[AAA-195] aaa bundles failing to start Created: 17/Mar/20  Updated: 23/Mar/20  Resolved: 23/Mar/20

Status: Verified
Project: aaa
Component/s: General
Affects Version/s: None
Fix Version/s: Magnesium SR1

Type: Bug Priority: Highest
Reporter: Jamo Luhrsen Assignee: Robert Varga
Resolution: Done Votes: 0
Labels: CSIT, csit:3node
Remaining Estimate: Not Specified
Time Spent: Not Specified
Original Estimate: Not Specified


 Description   

This issue is seen in 3node (aka cluster) CSIT and happens when bringing up a node
that had previously been killed. With a trimmed down version of this ovsdb job
I was only able to hit the problem once in ~75 tries so it does seem to be very
infrequent.

I have noticed this in a 3node openflowplugin job, as well as in the sodium branch.

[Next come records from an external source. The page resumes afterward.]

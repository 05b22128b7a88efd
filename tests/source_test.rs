use std::sync::{Arc, Mutex};

use axum::{
    Json, Router,
    extract::{Path, State},
    routing::get,
};
use chrono::Utc;
use serde_json::{Value, json};
use sporcat::{
    catalog::{PlaylistRoles, RoleConfig},
    management::{CacheKey, CatalogSource, EntityType, ResponseCache, TokenManager},
    spotify::SpotifyClient,
    types::{Playlist, PlaylistTrack, PlaylistTrackItem, Token},
};
use tempfile::TempDir;

const USER: &str = "alice";

// Paths requested from the local Spotify stand-in, in order
#[derive(Clone, Default)]
struct Requests(Arc<Mutex<Vec<String>>>);

impl Requests {
    fn record(&self, path: String) {
        self.0.lock().unwrap().push(path);
    }

    fn seen(&self) -> Vec<String> {
        self.0.lock().unwrap().clone()
    }
}

async fn playlist_tracks(State(requests): State<Requests>, Path(id): Path<String>) -> Json<Value> {
    requests.record(format!("playlists/{id}"));
    Json(json!({
        "items": [
            { "track": { "id": format!("{id}_fresh"), "name": "Fresh", "uri": format!("spotify:track:{id}_fresh") } }
        ],
        "next": null
    }))
}

async fn user_playlists(State(requests): State<Requests>, Path(user): Path<String>) -> Json<Value> {
    requests.record(format!("users/{user}"));
    Json(json!({
        "items": [
            { "id": "excl", "name": "The Beatles excluded" },
            { "id": "mix", "name": "Road trip" }
        ],
        "next": null
    }))
}

// Helper function to start the stand-in and a client talking to it
async fn stub_client(requests: Requests) -> SpotifyClient {
    let app = Router::new()
        .route("/users/{user}/playlists", get(user_playlists))
        .route("/playlists/{id}/tracks", get(playlist_tracks))
        .with_state(requests);

    let listener = tokio::net::TcpListener::bind("127.0.0.1:0").await.unwrap();
    let addr = listener.local_addr().unwrap();
    tokio::spawn(async move {
        axum::serve(listener, app).await.unwrap();
    });

    let token = Token {
        access_token: "test-token".to_string(),
        refresh_token: "test-refresh".to_string(),
        scope: String::new(),
        expires_in: 3600,
        obtained_at: Utc::now().timestamp() as u64,
    };
    SpotifyClient::new(format!("http://{addr}"), TokenManager::new(token))
}

fn playlist(id: &str, name: &str) -> Playlist {
    Playlist {
        id: id.to_string(),
        name: name.to_string(),
        owner: None,
        snapshot_id: None,
    }
}

fn item(id: &str) -> PlaylistTrack {
    PlaylistTrack {
        track: Some(PlaylistTrackItem {
            id: Some(id.to_string()),
            name: "Stale".to_string(),
            uri: format!("spotify:track:{id}"),
        }),
    }
}

fn cache_in(dir: &TempDir) -> ResponseCache {
    ResponseCache::new(dir.path().join("cache"))
}

#[tokio::test]
async fn test_exclusion_playlists_are_read_again() {
    let dir = tempfile::tempdir().unwrap();
    let cache = cache_in(&dir);
    let excl_key = CacheKey::owned(EntityType::PlaylistTracks, "excl", USER);
    let mix_key = CacheKey::owned(EntityType::PlaylistTracks, "mix", USER);
    cache.put(&excl_key, &vec![item("excl_stale")]).await.unwrap();
    cache.put(&mix_key, &vec![item("mix_stale")]).await.unwrap();

    let requests = Requests::default();
    let mut source = CatalogSource::new(stub_client(requests.clone()).await, cache_in(&dir), USER);
    let playlists = vec![
        playlist("excl", "The Beatles excluded"),
        playlist("mix", "Road trip"),
    ];

    let exclusions = source
        .exclusion_playlists(&playlists, &PlaylistRoles::for_artist("The Beatles"))
        .await
        .unwrap();

    assert_eq!(exclusions.len(), 1);
    assert_eq!(exclusions[0].name, "The Beatles excluded");
    assert!(exclusions[0].track_ids.contains("excl_fresh"));
    assert!(!exclusions[0].track_ids.contains("excl_stale"));

    // The refreshed contents replace the stale entry
    let cached: Vec<PlaylistTrack> = cache.get(&excl_key).await.unwrap().unwrap();
    assert_eq!(cached[0].track_id(), Some("excl_fresh"));

    // Other playlists are still served from the cache
    let mix = source.playlist_tracks("mix").await.unwrap();
    assert_eq!(mix[0].track_id(), Some("mix_stale"));
    assert_eq!(requests.seen(), vec!["playlists/excl"]);
}

#[tokio::test]
async fn test_ignored_playlist_keeps_its_cached_contents() {
    let dir = tempfile::tempdir().unwrap();
    let cache = cache_in(&dir);
    let singles_key = CacheKey::owned(EntityType::PlaylistTracks, "singles", USER);
    cache.put(&singles_key, &vec![item("single_stale")]).await.unwrap();

    let requests = Requests::default();
    let mut source = CatalogSource::new(stub_client(requests.clone()).await, cache_in(&dir), USER);
    let playlists = vec![playlist("singles", "The Beatles (excluded - single recordings)")];
    let config = RoleConfig {
        ignored_playlists: vec!["The Beatles (excluded - single recordings)".to_string()],
        ..RoleConfig::default()
    };

    let exclusions = source
        .exclusion_playlists(&playlists, &PlaylistRoles::configured("The Beatles", &config))
        .await
        .unwrap();

    assert!(exclusions.is_empty());
    assert!(requests.seen().is_empty());
    assert!(cache.get::<Vec<PlaylistTrack>>(&singles_key).await.unwrap().is_some());
}

#[tokio::test]
async fn test_playlist_list_refresh() {
    let dir = tempfile::tempdir().unwrap();
    let cache = cache_in(&dir);
    cache
        .put(
            &CacheKey::new(EntityType::Playlists, USER),
            &vec![playlist("old", "Gone by now")],
        )
        .await
        .unwrap();

    let requests = Requests::default();
    let mut source = CatalogSource::new(stub_client(requests.clone()).await, cache_in(&dir), USER);

    let cached = source.playlists(false).await.unwrap();
    assert_eq!(cached, vec![playlist("old", "Gone by now")]);
    assert!(requests.seen().is_empty());

    let refreshed = source.playlists(true).await.unwrap();
    let names: Vec<&str> = refreshed.iter().map(|p| p.name.as_str()).collect();
    assert_eq!(names, vec!["The Beatles excluded", "Road trip"]);
    assert_eq!(requests.seen(), vec![format!("users/{USER}")]);

    // The refreshed list is cached again
    assert_eq!(source.playlists(false).await.unwrap(), refreshed);
    assert_eq!(requests.seen().len(), 1);
}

The problem reproduced in the sandbox (logs saved for 6 months):

robot log
karaf log of node having trouble

the full log is above, but sort of a walk through from what I can see:

  • karaf is killed then started a short time later:
    2020-03-17T09:53:47,235 | INFO  | pipe-log:log "ROBOT MESSAGE: Starting test ovsdb-upstream-clustering.txt.Start OVS Multiple Connections" | core                             | 119 - org.apache.karaf.log.core - 4.2.6 | ROBOT MESSAGE: Starting test ovsdb-upstream-clustering.txt.Kill Candidate Instance
    2020-03-17T09:53:47,535 | INFO  | pipe-log:log "ROBOT MESSAGE: Starting test ovsdb-upstream-clustering.txt.Start OVS Multiple Connections" | core                             | 119 - org.apache.karaf.log.core - 4.2.6 | ROBOT MESSAGE: Killing ODL2 10.30.170.78
    Mar 17, 2020 9:54:16 AM org.apache.karaf.main.lock.SimpleFileLock lock
    INFO: Trying to lock /tmp/karaf-0.12.0-SNAPSHOT/lock
    Mar 17, 2020 9:54:17 AM org.apache.karaf.main.lock.SimpleFileLock lock
    INFO: Lock acquired
    Mar 17, 2020 9:54:17 AM org.apache.karaf.main.Main$KarafLockCallback lockAcquired
    INFO: Lock acquired. Setting startlevel to 100
    2020-03-17T09:54:18,567 | INFO  | Start Level: Equinox Container: 19e92b2f-ab93-4cb9-a1bd-1a16ef11e074 | BlueprintContainerImpl           | 82 - org.apache.aries.blueprint.core - 1.10.2 | Blueprint bundle org.apache.aries.blueprint.cm/1.3.1 has been started
    

Just glossing over the logs after startup, it appears that normal startup operations are
underway, but after some time the log starts to get flooded with these:

020-03-17T09:54:32,561 | WARN  | opendaylight-cluster-data-akka.actor.default-dispatcher-35 | EndpointReader                   | 47 - com.typesafe.akka.slf4j - 2.5.26 | Discarding inbound message to [Actor[akka://opendaylight-cluster-data/]] in read-only association to [akka.tcp://opendaylight-cluster-data@10.30.170.82:2550]. If this happens often you may consider using akka.remote.use-passive-connections=off or use Artery TCP.
2020-03-17T09:54:32,590 | WARN  | opendaylight-cluster-data-akka.actor.default-dispatcher-35 | EndpointReader                   | 47 - com.typesafe.akka.slf4j - 2.5.26 | Discarding inbound message to [Actor[akka://opendaylight-cluster-data/]] in read-only association to [akka.tcp://opendaylight-cluster-data@10.30.170.82:2550]. If this happens often you may consider using akka.remote.use-passive-connections=off or use Artery TCP.
2020-03-17T09:54:32,591 | WARN  | opendaylight-cluster-data-akka.actor.default-dispatcher-35 | EndpointReader                   | 47 - com.typesafe.akka.slf4j - 2.5.26 | Discarding inbound message to [Actor[akka://opendaylight-cluster-data/]] in read-only association to [akka.tcp://opendaylight-cluster-data@10.30.170.82:2550]. If this happens often you may consider using akka.remote.use-passive-connections=off or use Artery TCP.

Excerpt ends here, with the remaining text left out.